Open Shaqwagon opened 2 years ago
I've tried various lengths and bitrates and normalisation strategies on the input wav file and I have not been able to replicate any decent results yet, performance degrades rapidly over time such that after the 10th second it's just noise and although the first second or so sounds ok, the rest is consistently poor quality, nothing like the demo video. Same results when using the cli demo and my own rehacking of the code.
@Shaqwagon @rlayne Did you guys have any luck since then?

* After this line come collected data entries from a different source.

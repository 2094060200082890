use std::fs;
use std::path::{Path, PathBuf};

use tracing::{error, info};

use crate::error::StageError;
use crate::model::{FileStatus, WorkItem};
use crate::state::StateStore;

/// Crash-safe replacement: `S` = original source, `D` = uploaded `.av1.mkv`,
/// `F` = final target path (original stem + `.mkv`), `B` = `S + ".original.bak"`.
/// Every step is guarded by existence checks on both sides so invoking this
/// repeatedly from any partial-completion state converges on REPLACED
/// without ever losing the AV1 output.
pub fn stage_replace(item: &WorkItem, store: &StateStore) -> Result<PathBuf, StageError> {
    let record = store
        .get_file(&item.filepath)
        .ok_or_else(|| StageError::Io(std::io::Error::new(std::io::ErrorKind::NotFound, "no record")))?;

    let source_path = Path::new(&item.filepath);
    let source_dir = source_path.parent().unwrap_or_else(|| Path::new("."));
    let final_stem = Path::new(&item.filename).file_stem().unwrap_or_default().to_string_lossy();
    let final_path = source_dir.join(format!("{final_stem}.mkv"));
    let backup_path = PathBuf::from(format!("{}.original.bak", item.filepath));

    let dest_path = record.destination_path.as_ref().map(PathBuf::from).filter(|p| p.exists());
    // Step 2 of the protocol renames D -> F, so a crash after that point
    // leaves D gone (it's now F) even though the replace hasn't finished
    // steps 3/4 yet. Accept F already existing as evidence the rename
    // already happened, rather than treating D's absence as an error.
    if dest_path.is_none() && !final_path.exists() {
        error!(filepath = %item.filepath, "av1 file missing for replace");
        store.set_file(&item.filepath, |r| {
            r.status = FileStatus::Error;
            r.last_error = Some("av1 file missing for replace".to_string());
            r.last_error_stage = Some("replace".to_string());
        })?;
        return Err(StageError::Io(std::io::Error::new(std::io::ErrorKind::NotFound, "av1 file missing")));
    }
    let dest_path = dest_path.unwrap_or_else(|| final_path.clone());

    store.set_file(&item.filepath, |r| {
        r.status = FileStatus::Replacing;
        r.destination_path = Some(dest_path.to_string_lossy().to_string());
        r.final_path = Some(final_path.to_string_lossy().to_string());
        r.backup_path = Some(backup_path.to_string_lossy().to_string());
    })?;

    let run = || -> std::io::Result<()> {
        if source_path.exists() && !backup_path.exists() {
            fs::rename(source_path, &backup_path)?;
            info!(from = %source_path.display(), to = %backup_path.display(), "backed up original");
        }

        if dest_path.exists() && !final_path.exists() {
            fs::rename(&dest_path, &final_path)?;
            info!(to = %final_path.display(), "renamed av1 file into place");
        } else if dest_path.exists() && dest_path != final_path {
            // final_path already exists (e.g. a previous partial run); force
            // the overwrite rather than relying on rename's platform-specific
            // destination-exists behavior.
            let _ = fs::remove_file(&final_path);
            fs::rename(&dest_path, &final_path)?;
        }

        if backup_path.exists() {
            fs::remove_file(&backup_path)?;
            info!("deleted original backup");
        }
        Ok(())
    };

    match run() {
        Ok(()) => {
            store.set_file(&item.filepath, |r| {
                r.status = FileStatus::Replaced;
                r.final_path = Some(final_path.to_string_lossy().to_string());
            })?;
            info!(filename = %item.filename, target = %final_path.display(), "replaced");
            Ok(final_path)
        }
        Err(e) => {
            error!(
                backup = %backup_path.display(),
                av1 = %dest_path.display(),
                target = %final_path.display(),
                error = %e,
                "replace failed, manual recovery may be needed"
            );
            store.set_file(&item.filepath, |r| {
                r.status = FileStatus::Error;
                r.last_error = Some(e.to_string());
                r.last_error_stage = Some("replace".to_string());
            })?;
            Err(StageError::ReplaceFailed { step: "rename-sequence", detail: e.to_string() })
        }
    }
}

#[cfg(test)]
mod tests {
    use super::*;
    use crate::config::Config;
    use crate::model::{AudioStream, LibraryType};
    use tempfile::tempdir;

    fn item(filepath: &str, filename: &str) -> WorkItem {
        WorkItem {
            filepath: filepath.to_string(),
            filename: filename.to_string(),
            file_size_bytes: 1,
            file_size_gb: 0.0,
            duration_seconds: 0.0,
            bitrate_kbps: 0.0,
            video_codec: "HEVC (H.265)".into(),
            video_codec_raw: "hevc".into(),
            resolution_class: "1080p".into(),
            hdr: false,
            bit_depth: 8,
            audio_streams: Vec::<AudioStream>::new(),
            subtitle_count: 0,
            library_type: LibraryType::Movie,
            priority_tier: 0,
            tier_name: "x".into(),
        }
    }

    #[test]
    fn scenario_3_resumes_after_crash_between_step_1_and_2() {
        let dir = tempdir().unwrap();
        let source = dir.path().join("Movie.mkv");
        let dest = dir.path().join("Movie.av1.mkv");
        let backup = PathBuf::from(format!("{}.original.bak", source.to_string_lossy()));
        let final_path = dir.path().join("Movie.mkv");

        // Simulate crash right after step 1: source already renamed to backup,
        // dest (the av1 upload) still present, final path absent.
        fs::write(&backup, b"original bytes").unwrap();
        fs::write(&dest, b"av1 bytes").unwrap();

        let store = StateStore::load_or_create(&dir.path().join("state.json"), Config::default()).unwrap();
        let it = item(source.to_string_lossy().as_ref(), "Movie.mkv");
        store
            .set_file(&it.filepath, |r| {
                r.status = FileStatus::Replacing;
                r.destination_path = Some(dest.to_string_lossy().to_string());
            })
            .unwrap();

        let result = stage_replace(&it, &store).unwrap();
        assert_eq!(result, final_path);
        assert!(!backup.exists());
        assert!(final_path.exists());
        assert_eq!(fs::read(&final_path).unwrap(), b"av1 bytes");
    }

    #[test]
    fn resumes_after_crash_between_step_2_and_3() {
        let dir = tempdir().unwrap();
        let source = dir.path().join("Movie.mkv");
        let dest = dir.path().join("Movie.av1.mkv");
        let backup = PathBuf::from(format!("{}.original.bak", source.to_string_lossy()));
        let final_path = dir.path().join("Movie.mkv");

        // Simulate crash right after step 2: source already backed up, D
        // already renamed to F, so dest no longer exists at its recorded
        // path and only the backup remains to be cleaned up.
        fs::write(&backup, b"original bytes").unwrap();
        fs::write(&final_path, b"av1 bytes").unwrap();

        let store = StateStore::load_or_create(&dir.path().join("state.json"), Config::default()).unwrap();
        let it = item(source.to_string_lossy().as_ref(), "Movie.mkv");
        store
            .set_file(&it.filepath, |r| {
                r.status = FileStatus::Replacing;
                r.destination_path = Some(dest.to_string_lossy().to_string());
            })
            .unwrap();

        let result = stage_replace(&it, &store).unwrap();
        assert_eq!(result, final_path);
        assert!(!backup.exists());
        assert!(final_path.exists());
        assert_eq!(fs::read(&final_path).unwrap(), b"av1 bytes");
        assert_eq!(store.get_file(&it.filepath).unwrap().status, FileStatus::Replaced);
    }

    #[test]
    fn replace_is_idempotent_when_rerun_after_full_completion() {
        let dir = tempdir().unwrap();
        let source = dir.path().join("Movie.mkv");
        let dest = dir.path().join("Movie.av1.mkv");
        fs::write(&source, b"original").unwrap();
        fs::write(&dest, b"av1").unwrap();

        let store = StateStore::load_or_create(&dir.path().join("state.json"), Config::default()).unwrap();
        let it = item(source.to_string_lossy().as_ref(), "Movie.mkv");
        store
            .set_file(&it.filepath, |r| {
                r.status = FileStatus::Replacing;
                r.destination_path = Some(dest.to_string_lossy().to_string());
            })
            .unwrap();

        let final_path = stage_replace(&it, &store).unwrap();
        let second = stage_replace(&it, &store).unwrap();
        assert_eq!(final_path, second);
        assert!(final_path.exists());
    }
}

Hi, I was looking through issue #41 and noticed that @KeithYJohnson had noted a problem I'm currently having (in https://github.com/CorentinJ/Real-Time-Voice-Cloning/issues/41#issuecomment-513310617_), and as far as I could tell it hasn't been addressed yet. Basically, I'm taking an excerpt of Christopher Walken from Pulp Fiction, roughly 10-15 seconds in length, that sounds very dissimilar to him for the first few seconds and then sounds like very heavy breathing/incoherent slurring for the majority of the rest.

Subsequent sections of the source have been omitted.